Grace and peace, David

The Attributes of God (Part Fourteen)

The one who does not love does not know God, because God is love (1 John 4:8 CSB).

God has revealed his glory as God in all his attributes. The living God wants us to know the whole truth about who he is, and not merely a part of the truth. When we think of the truth that God is love, we ought to realize that many people tend to misuse this one truth to construct a false idea of the true God. When done in ignorance, this causes people to fail to give God the honor that is due him for all that he is. And it leads people into various theological and practical problems, such as, “If God is love and he loves me, why am I suffering?” When done deliberately, it is actually the worship of a false god created by a person’s sinful imagination. An example of this would be, “Since God is love, he would never condemn a person and send him or her to hell.” Therefore, we need to approach this subject with humility and a teachable spirit.

In our time, professing Christians have only a surface acquaintance with the Bible. It is not unusual for a pastor to see blank stares when he refers to most of the main teachings of the Bible that are beyond the simplest gospel references or verses misused by prosperity teachers, for example, Jeremiah 29:11. “There are many today who talk about the love of God, who are total strangers to the God of love. The Divine love is commonly regarded as a species of amiable weakness, a sort of good-natured indulgence; it is reduced to a mere sickly sentiment, patterned after human emotion. Now the truth is that on this, as on everything else, our thoughts need to be formed and regulated by what is revealed thereon in Holy Scripture. That there is urgent need for this is apparent not only from the ignorance which so generally prevails, but also from the low state of spirituality which is now so sadly evident everywhere among professing Christians. How little real love there is for God. One chief reason for this is because our hearts are so little occupied with His wondrous love for His people. The better we are acquainted with His love—its character, fullness, blessedness—the more will our hearts be drawn out in love to Him” (Pink, The Attributes of God, pp. 90-91).

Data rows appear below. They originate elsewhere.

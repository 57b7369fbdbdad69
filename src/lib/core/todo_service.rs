use std::sync::Arc;
use uuid::Uuid;

use crate::core::{CreateTodo, GenerateImage, Todo, TodoError};
use crate::imaging::{ImageError, ImageGenerator};
use crate::storage::Storage;

#[cfg(feature = "tracing")]
use tracing::{debug, info, instrument};

/// List/create/delete over a [`Storage`], plus the image-generation step.
///
/// Holds no mutable state of its own; every call is independent.
pub struct TodoService<S: Storage + 'static, G: ImageGenerator + 'static> {
    storage: Arc<S>,
    images: Arc<G>,
}

impl<S: Storage + 'static, G: ImageGenerator + 'static> Clone for TodoService<S, G> {
    fn clone(&self) -> Self {
        Self {
            storage: self.storage.clone(),
            images: self.images.clone(),
        }
    }
}

impl<S: Storage + 'static, G: ImageGenerator + 'static> TodoService<S, G> {
    pub fn new(storage: Arc<S>, images: Arc<G>) -> Self {
        Self { storage, images }
    }

    pub async fn list(&self) -> Result<Vec<Todo>, TodoError> {
        self.storage.list_todos().await.map_err(TodoError::storage)
    }

    #[cfg_attr(feature = "tracing", instrument(skip(self)))]
    pub async fn create(&self, request: CreateTodo) -> Result<Todo, TodoError> {
        let (title, due_date) = request.validate()?;
        let todo = Todo::new(title, due_date);
        self.storage.insert_todo(&todo).await.map_err(TodoError::storage)?;
        #[cfg(feature = "tracing")]
        info!(id = %todo.id, "Created todo");
        Ok(todo)
    }

    pub async fn delete(&self, id: Uuid) -> Result<(), TodoError> {
        self.storage.delete_todo(id).await.map_err(TodoError::storage)
    }

    /// Generates an image for `title` and stores the first URL on the todo.
    ///
    /// Exactly one attempt is made. On any failure the stored todo is left as it was.
    #[cfg_attr(feature = "tracing", instrument(skip(self)))]
    pub async fn generate_image(&self, request: GenerateImage) -> Result<String, TodoError> {
        let (todo_id, title) = request.validate()?;

        let images = self.images.generate(&title).await?;
        let image_url = images
            .into_iter()
            .next()
            .map(|image| image.url)
            .ok_or_else(|| ImageError::Protocol("no images returned".into()))?;
        #[cfg(feature = "tracing")]
        debug!(id = %todo_id, image_url = %image_url, "Image generated");

        let updated = self
            .storage
            .set_image_url(todo_id, &image_url)
            .await
            .map_err(TodoError::storage)?;
        if !updated {
            return Err(TodoError::NotFound(todo_id));
        }
        Ok(image_url)
    }
}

Part of the problem that people have is a misuse of the texts that say, “God is love” (1 John 4:8, 16). Clearly both texts are teaching that God is love; that is, he not only loves, but love is an essential part of his being that he expresses even toward unworthy, guilty sinners! The error that many people fall into is assuming that John is teaching that love is God’s basic attribute, because he says, “God is love.” However, that assumption fails to notice that John also says, “God is light (1 John 1:5) previously in the letter, and that he records the statement of Jesus that “God is spirit” (John 4:24). There is no reason to deduce from any of these texts the priority of one or the other of these three statements to the other. As we have already discussed in the section on God’s holiness, there is much more reason to say that holiness is God’s basic attribute. Perhaps we should remember at this point what love is according to the Bible. Love is setting one’s heart on seeking the good of the one loved, to the point of self-sacrificial giving for the one loved. Therefore, the teaching that “God is love” is tremendously encouraging to human hearts! The Maker and Preserver of all things, the God who is unlimited spirit with unmatchable holiness and justice is also love. He sets his heart on what he created to seek its good (Psalm 145:13,17). But the question asked by inquiring minds is this. If God is love, as the Bible says, then why is there suffering in creation and why do some suffer eternal punishment (Matthew 25:46)? This question deserves to be answered, and more importantly answering it will lead us to a deeper appreciation of the glory of God. We will invest some articles on the love of God. First, we will think about the characteristics of God’s love, then of his love in a general sense, and then his love in saving his people from their sins. Finally, we will consider how the truth of God’s love ought to affect us and the way we live.